- [What needs to be done]:
Return the lines of the data below in which the string "start" occurs.

* * * *

//! Positional search of a target inside a sequence.
//!
//! Three disciplines, all reporting 1-based positions:
//! - **exact**: first element of the target's class equal to it, or
//!   matching its wildcard pattern
//! - **ascending**: last element `<=` the target in sorted data
//! - **descending**: last element `>=` the target in reverse-sorted data
//!
//! Not-found is `None`; callers turn it into `#N/A`.

use std::cmp::Ordering;
use std::sync::Arc;

use lookref_common::LiteralValue;

use crate::compare::{CmpClass, CmpOutcome, LookupKey};
use crate::config::EvalConfig;
use crate::wildcard::{self, WildcardPattern};

static EMPTY: LiteralValue = LiteralValue::Empty;

/// Search discipline selected by a host `match_type` argument.
#[derive(Copy, Clone, Debug, PartialEq, Eq, Hash)]
pub enum MatchMode {
    Exact,
    Ascending,
    Descending,
}

impl MatchMode {
    /// `> 0` ascending, `0` exact, `< 0` descending.
    pub fn from_match_type(match_type: f64) -> Self {
        if match_type > 0.0 {
            MatchMode::Ascending
        } else if match_type < 0.0 {
            MatchMode::Descending
        } else {
            MatchMode::Exact
        }
    }

    /// VLOOKUP/HLOOKUP `range_lookup` flag.
    pub fn from_approximate(approximate: bool) -> Self {
        if approximate {
            MatchMode::Ascending
        } else {
            MatchMode::Exact
        }
    }
}

/// How exact mode decides equality. Chosen once per call.
#[derive(Clone, Debug)]
pub enum ExactStrategy {
    Literal,
    Wildcard(Arc<WildcardPattern>),
}

impl ExactStrategy {
    pub fn select(target: &LiteralValue, config: &EvalConfig) -> Self {
        let LiteralValue::Text(text) = target else {
            return ExactStrategy::Literal;
        };
        if !config.wildcards || !wildcard::has_wildcards(text) {
            return ExactStrategy::Literal;
        }
        let compiled = if config.wildcard_cache {
            wildcard::compile_cached(text)
        } else {
            wildcard::compile(text).map(Arc::new)
        };
        match compiled {
            Ok(re) => ExactStrategy::Wildcard(re),
            Err(_err) => {
                #[cfg(feature = "tracing")]
                tracing::debug!(pattern = %text, error = %_err, "wildcard rejected; literal match");
                ExactStrategy::Literal
            }
        }
    }
}

/// Read access to a sequence of values by 0-based position.
pub trait LookupVector {
    fn len(&self) -> usize;
    fn get(&self, index: usize) -> &LiteralValue;

    fn is_empty(&self) -> bool {
        self.len() == 0
    }
}

impl LookupVector for [LiteralValue] {
    fn len(&self) -> usize {
        <[LiteralValue]>::len(self)
    }

    fn get(&self, index: usize) -> &LiteralValue {
        &self[index]
    }
}

impl LookupVector for Vec<LiteralValue> {
    fn len(&self) -> usize {
        self.as_slice().len()
    }

    fn get(&self, index: usize) -> &LiteralValue {
        &self[index]
    }
}

/// One column of a row-major grid. Short rows read as blank.
#[derive(Copy, Clone, Debug)]
pub struct ColumnView<'a> {
    grid: &'a [Vec<LiteralValue>],
    col: usize,
}

impl<'a> ColumnView<'a> {
    pub fn new(grid: &'a [Vec<LiteralValue>], col: usize) -> Self {
        Self { grid, col }
    }
}

impl LookupVector for ColumnView<'_> {
    fn len(&self) -> usize {
        self.grid.len()
    }

    fn get(&self, index: usize) -> &LiteralValue {
        self.grid[index].as_slice().get(self.col).unwrap_or(&EMPTY)
    }
}

/// A target prepared for repeated searching.
#[derive(Clone, Debug)]
pub struct Matcher {
    key: LookupKey,
    mode: MatchMode,
    strategy: ExactStrategy,
}

impl Matcher {
    pub fn new(target: &LiteralValue, mode: MatchMode, config: &EvalConfig) -> Self {
        let strategy = match mode {
            MatchMode::Exact => ExactStrategy::select(target, config),
            _ => ExactStrategy::Literal,
        };
        Self::with_strategy(target, mode, strategy)
    }

    pub fn with_strategy(target: &LiteralValue, mode: MatchMode, strategy: ExactStrategy) -> Self {
        Self {
            key: LookupKey::new(target),
            mode,
            strategy,
        }
    }

    /// 1-based position of the match, or `None`.
    pub fn find<V: LookupVector + ?Sized>(&self, seq: &V) -> Option<usize> {
        // Blank and error targets never match.
        if matches!(self.key.class(), CmpClass::Blank | CmpClass::Error) {
            return None;
        }
        match self.mode {
            MatchMode::Exact => self.find_exact(seq),
            MatchMode::Ascending => self.find_ascending(seq),
            MatchMode::Descending => self.find_descending(seq),
        }
    }

    fn find_exact<V: LookupVector + ?Sized>(&self, seq: &V) -> Option<usize> {
        let hit = match &self.strategy {
            ExactStrategy::Wildcard(re) => (0..seq.len()).find(|&i| match seq.get(i) {
                LiteralValue::Text(s) => re.is_match(s),
                _ => false,
            }),
            ExactStrategy::Literal => (0..seq.len())
                .find(|&i| LookupKey::new(seq.get(i)).compare(&self.key) == CmpOutcome::Equal),
        };
        hit.map(|i| i + 1)
    }

    fn find_ascending<V: LookupVector + ?Sized>(&self, seq: &V) -> Option<usize> {
        let not_blank = |i: &usize| !seq.get(*i).is_empty();
        let start = (0..seq.len()).find(not_blank)?;
        let end = (0..seq.len()).rev().find(not_blank)? + 1;

        // bisect-right over [start, end)
        let (mut lo, mut hi) = (start, end);
        while lo < hi {
            let mid = lo + (hi - lo) / 2;
            if LookupKey::new(seq.get(mid)).search_cmp(&self.key) == Ordering::Greater {
                hi = mid;
            } else {
                lo = mid + 1;
            }
        }
        #[cfg(feature = "tracing")]
        tracing::debug!(start, end, insertion = lo, "ascending search window");

        let target_class = self.key.class();
        let mut candidate = lo.checked_sub(1)?;
        while candidate >= start {
            match LookupKey::new(seq.get(candidate)).class() {
                class if class == target_class => {
                    #[cfg(feature = "tracing")]
                    tracing::debug!(candidate, "ascending candidate");
                    return Some(candidate + 1);
                }
                // An interior blank stands in for a number: it ends a numeric walk.
                CmpClass::Blank if target_class == CmpClass::Numeric => return None,
                _ => {}
            }
            candidate = candidate.checked_sub(1)?;
        }
        None
    }

    fn find_descending<V: LookupVector + ?Sized>(&self, seq: &V) -> Option<usize> {
        let mut found = None;
        for i in 0..seq.len() {
            match LookupKey::new(seq.get(i)).compare(&self.key) {
                CmpOutcome::Incomparable => continue,
                CmpOutcome::Less => break,
                CmpOutcome::Equal => {
                    found = Some(i + 1);
                    break;
                }
                CmpOutcome::Greater => found = Some(i + 1),
            }
        }
        found
    }
}

/// One-shot search; see [`Matcher`].
pub fn find<V: LookupVector + ?Sized>(
    target: &LiteralValue,
    seq: &V,
    mode: MatchMode,
    config: &EvalConfig,
) -> Option<usize> {
    Matcher::new(target, mode, config).find(seq)
}
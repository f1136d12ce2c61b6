//! Evaluation-context traits and the tagged value functions exchange.

use lookref_common::{CellAddress, ExcelError, ExcelErrorKind, LiteralValue, Reference};

use crate::config::EvalConfig;

/// Row-major rectangular block of values.
pub type Grid = Vec<Vec<LiteralValue>>;

/* ───────────────────────────── CalcValue ───────────────────────────── */

/// What a function receives as an argument and hands back as a result.
///
/// Errors travel as `Scalar(LiteralValue::Error(_))`; a `Reference` is left
/// for the caller to resolve through its own context.
#[derive(Debug, Clone, PartialEq)]
pub enum CalcValue {
    Scalar(LiteralValue),
    Array(Grid),
    Reference(Reference),
}

impl CalcValue {
    pub fn error(kind: ExcelErrorKind) -> Self {
        CalcValue::Scalar(LiteralValue::Error(ExcelError::new(kind)))
    }

    pub fn as_scalar(&self) -> Option<&LiteralValue> {
        match self {
            CalcValue::Scalar(v) => Some(v),
            _ => None,
        }
    }

    pub fn as_reference(&self) -> Option<&Reference> {
        match self {
            CalcValue::Reference(r) => Some(r),
            _ => None,
        }
    }

    /// The scalar error this value carries, if any.
    pub fn as_error(&self) -> Option<&ExcelError> {
        self.as_scalar().and_then(LiteralValue::as_error)
    }

    /// Collapse to a single literal: arrays become `LiteralValue::Array`,
    /// references are rejected with `#VALUE!`.
    pub fn into_literal(self) -> LiteralValue {
        match self {
            CalcValue::Scalar(v) => v,
            CalcValue::Array(grid) => LiteralValue::Array(grid),
            CalcValue::Reference(_) => LiteralValue::Error(ExcelError::value()),
        }
    }
}

impl From<LiteralValue> for CalcValue {
    fn from(value: LiteralValue) -> Self {
        match value {
            LiteralValue::Array(grid) => CalcValue::Array(grid),
            other => CalcValue::Scalar(other),
        }
    }
}

impl From<ExcelError> for CalcValue {
    fn from(value: ExcelError) -> Self {
        CalcValue::Scalar(LiteralValue::Error(value))
    }
}

impl From<Reference> for CalcValue {
    fn from(value: Reference) -> Self {
        CalcValue::Reference(value)
    }
}

/* ────────────────────────── FunctionContext ────────────────────────── */

/// What the formula evaluator exposes to a function while it runs.
pub trait FunctionContext {
    /// Sheet the calling formula lives on; attached to unqualified text
    /// references.
    fn current_sheet(&self) -> &str;

    /// Cell the calling formula lives in, when known.
    fn current_cell(&self) -> Option<CellAddress> {
        None
    }

    fn config(&self) -> &EvalConfig;

    /// Value stored at `cell`. Unpopulated cells read as `Empty`.
    fn resolve_cell(&self, cell: &CellAddress) -> Result<LiteralValue, ExcelError>;

    /// Values covered by `reference`, row-major. Implementations may stop at
    /// the sheet's used extent for entire-row/column spans.
    fn resolve_range(&self, reference: &Reference) -> Result<Grid, ExcelError>;

    /// Value-context view of a reference: a point becomes a scalar, a span an
    /// array. Failures come back as scalar errors.
    fn resolve_value(&self, reference: &Reference) -> CalcValue {
        let resolved = match reference {
            Reference::Cell(cell) => self.resolve_cell(cell).map(CalcValue::Scalar),
            Reference::Range(_) => self.resolve_range(reference).map(CalcValue::Array),
        };
        resolved.unwrap_or_else(CalcValue::from)
    }
}

#[cfg(test)]
mod tests {
    use super::*;

    #[test]
    fn literal_arrays_become_array_values() {
        let v: CalcValue = LiteralValue::Array(vec![vec![LiteralValue::Int(1)]]).into();
        assert!(matches!(v, CalcValue::Array(_)));
        assert_eq!(v.into_literal(), LiteralValue::Array(vec![vec![LiteralValue::Int(1)]]));
    }

    #[test]
    fn error_helpers() {
        let v = CalcValue::error(ExcelErrorKind::Na);
        assert_eq!(v.as_error().map(|e| e.kind), Some(ExcelErrorKind::Na));
        assert!(CalcValue::Scalar(LiteralValue::Int(1)).as_error().is_none());
    }
}
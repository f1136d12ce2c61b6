//! Argument helpers shared by the lookup & reference builtins.
//!
//! Coercion proper happens before a function is called; these helpers only
//! pick arguments apart, resolve references through the context and turn
//! shape problems into the right error value.

use lookref_common::{ExcelError, ExcelErrorKind, LiteralValue, Reference};

use crate::traits::{CalcValue, FunctionContext, Grid};

/// An argument seen either as a grid or as a lone scalar.
#[derive(Debug, Clone, PartialEq)]
pub enum Shaped {
    Grid(Grid),
    Scalar(LiteralValue),
}

/// `args[i]`, or `None` when the argument was not supplied.
pub fn arg(args: &[CalcValue], i: usize) -> Option<&CalcValue> {
    args.get(i)
}

/// Scalar view of an argument. A reference is resolved; a single-cell
/// array or span collapses to its value; anything larger is `#VALUE!`.
pub fn scalar_arg(value: &CalcValue, ctx: &dyn FunctionContext) -> LiteralValue {
    match value {
        CalcValue::Scalar(v) => v.clone(),
        CalcValue::Array(grid) => single(grid),
        CalcValue::Reference(Reference::Cell(cell)) => {
            ctx.resolve_cell(cell).unwrap_or_else(LiteralValue::Error)
        }
        CalcValue::Reference(r) => match ctx.resolve_range(r) {
            Ok(grid) => single(&grid),
            Err(e) => LiteralValue::Error(e),
        },
    }
}

fn single(grid: &[Vec<LiteralValue>]) -> LiteralValue {
    match grid {
        [row] if row.len() == 1 => row[0].clone(),
        _ => LiteralValue::Error(
            ExcelError::new(ExcelErrorKind::Value).with_message("expected a single value"),
        ),
    }
}

/// Scalar argument that must not be an error.
pub fn value_arg(value: &CalcValue, ctx: &dyn FunctionContext) -> Result<LiteralValue, ExcelError> {
    match scalar_arg(value, ctx) {
        LiteralValue::Error(e) => Err(e),
        other => Ok(other),
    }
}

/// Grid view of an argument. References are materialised; a scalar stays a
/// scalar so callers can apply their own "not an array" rule.
pub fn shaped_arg(value: &CalcValue, ctx: &dyn FunctionContext) -> Result<Shaped, ExcelError> {
    match value {
        CalcValue::Scalar(LiteralValue::Array(grid)) => Ok(Shaped::Grid(grid.clone())),
        CalcValue::Scalar(v) => Ok(Shaped::Scalar(v.clone())),
        CalcValue::Array(grid) => Ok(Shaped::Grid(grid.clone())),
        CalcValue::Reference(r) => ctx.resolve_range(r).map(Shaped::Grid),
    }
}

/// Whole-number argument, truncated toward zero.
pub fn int_arg(value: &CalcValue, ctx: &dyn FunctionContext) -> Result<i64, ExcelError> {
    to_int(&value_arg(value, ctx)?)
}

/// Optional whole number: a missing or blank argument is `None`.
pub fn opt_int_arg(
    args: &[CalcValue],
    i: usize,
    ctx: &dyn FunctionContext,
) -> Result<Option<i64>, ExcelError> {
    let Some(value) = arg(args, i) else {
        return Ok(None);
    };
    match value_arg(value, ctx)? {
        LiteralValue::Empty => Ok(None),
        other => to_int(&other).map(Some),
    }
}

/// Numeric argument as `f64`.
pub fn number_arg(value: &CalcValue, ctx: &dyn FunctionContext) -> Result<f64, ExcelError> {
    let v = value_arg(value, ctx)?;
    to_number(&v)
}

/// Optional boolean flag; missing or blank yields `default`.
pub fn opt_bool_arg(
    args: &[CalcValue],
    i: usize,
    default: bool,
    ctx: &dyn FunctionContext,
) -> Result<bool, ExcelError> {
    let Some(value) = arg(args, i) else {
        return Ok(default);
    };
    match value_arg(value, ctx)? {
        LiteralValue::Empty => Ok(default),
        LiteralValue::Boolean(b) => Ok(b),
        LiteralValue::Text(s) if s.eq_ignore_ascii_case("true") => Ok(true),
        LiteralValue::Text(s) if s.eq_ignore_ascii_case("false") => Ok(false),
        other => to_number(&other).map(|n| n != 0.0),
    }
}

fn to_number(v: &LiteralValue) -> Result<f64, ExcelError> {
    match v {
        LiteralValue::Empty => Ok(0.0),
        LiteralValue::Text(s) => s.trim().parse::<f64>().map_err(|_| not_a_number(v)),
        other => other.as_serial_number().ok_or_else(|| not_a_number(other)),
    }
}

fn to_int(v: &LiteralValue) -> Result<i64, ExcelError> {
    let n = to_number(v)?;
    if !n.is_finite() {
        return Err(not_a_number(v));
    }
    Ok(n.trunc() as i64)
}

fn not_a_number(v: &LiteralValue) -> ExcelError {
    ExcelError::new(ExcelErrorKind::Value).with_message(format!("expected a number, got {v:?}"))
}

/// Flatten a single-row or single-column grid into a vector.
pub fn as_vector(grid: &[Vec<LiteralValue>]) -> Option<Vec<LiteralValue>> {
    match grid {
        [row] => Some(row.clone()),
        rows if rows.iter().all(|r| r.len() == 1) => {
            Some(rows.iter().map(|r| r[0].clone()).collect())
        }
        _ => None,
    }
}

#[cfg(test)]
mod tests {
    use super::*;
    use crate::test_workbook::TestWorkbook;

    #[test]
    fn scalar_arg_collapses_single_cells() {
        let wb = TestWorkbook::new().with_cell_a1("Sheet1", "B2", LiteralValue::Int(7));
        let b2 = CalcValue::Reference(wb.reference("B2"));
        assert_eq!(scalar_arg(&b2, &wb), LiteralValue::Int(7));
        let one = CalcValue::Array(vec![vec![LiteralValue::Int(3)]]);
        assert_eq!(scalar_arg(&one, &wb), LiteralValue::Int(3));
        let two = CalcValue::Array(vec![vec![LiteralValue::Int(3), LiteralValue::Int(4)]]);
        assert!(scalar_arg(&two, &wb).is_error());
    }

    #[test]
    fn ints_truncate_and_reject_text() {
        let wb = TestWorkbook::new();
        let v = |x: LiteralValue| CalcValue::Scalar(x);
        assert_eq!(int_arg(&v(LiteralValue::Number(2.9)), &wb), Ok(2));
        assert_eq!(int_arg(&v(LiteralValue::Number(-1.5)), &wb), Ok(-1));
        assert_eq!(int_arg(&v(LiteralValue::Text(" 4 ".into())), &wb), Ok(4));
        assert_eq!(int_arg(&v(LiteralValue::Boolean(true)), &wb), Ok(1));
        assert!(int_arg(&v(LiteralValue::Text("four".into())), &wb).is_err());
        let na = v(LiteralValue::Error(ExcelError::na()));
        assert_eq!(int_arg(&na, &wb), Err(ExcelError::na()));
    }

    #[test]
    fn optional_args() {
        let wb = TestWorkbook::new();
        let args = [CalcValue::Scalar(LiteralValue::Empty)];
        assert_eq!(opt_int_arg(&args, 0, &wb), Ok(None));
        assert_eq!(opt_int_arg(&args, 3, &wb), Ok(None));
        assert_eq!(opt_bool_arg(&args, 0, true, &wb), Ok(true));
        let f = [CalcValue::Scalar(LiteralValue::Int(0))];
        assert_eq!(opt_bool_arg(&f, 0, true, &wb), Ok(false));
    }

    #[test]
    fn vectors() {
        let row = vec![vec![LiteralValue::Int(1), LiteralValue::Int(2)]];
        assert_eq!(as_vector(&row).map(|v| v.len()), Some(2));
        let col = vec![vec![LiteralValue::Int(1)], vec![LiteralValue::Int(2)]];
        assert_eq!(as_vector(&col).map(|v| v.len()), Some(2));
        let sq = vec![
            vec![LiteralValue::Int(1), LiteralValue::Int(2)],
            vec![LiteralValue::Int(3), LiteralValue::Int(4)],
        ];
        assert!(as_vector(&sq).is_none());
    }
}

* * * *

- [Your response]:
        let start = (0..seq.len()).find(not_blank)?;
        // bisect-right over [start, end)
        let (mut lo, mut hi) = (start, end);
        tracing::debug!(start, end, insertion = lo, "ascending search window");
        while candidate >= start {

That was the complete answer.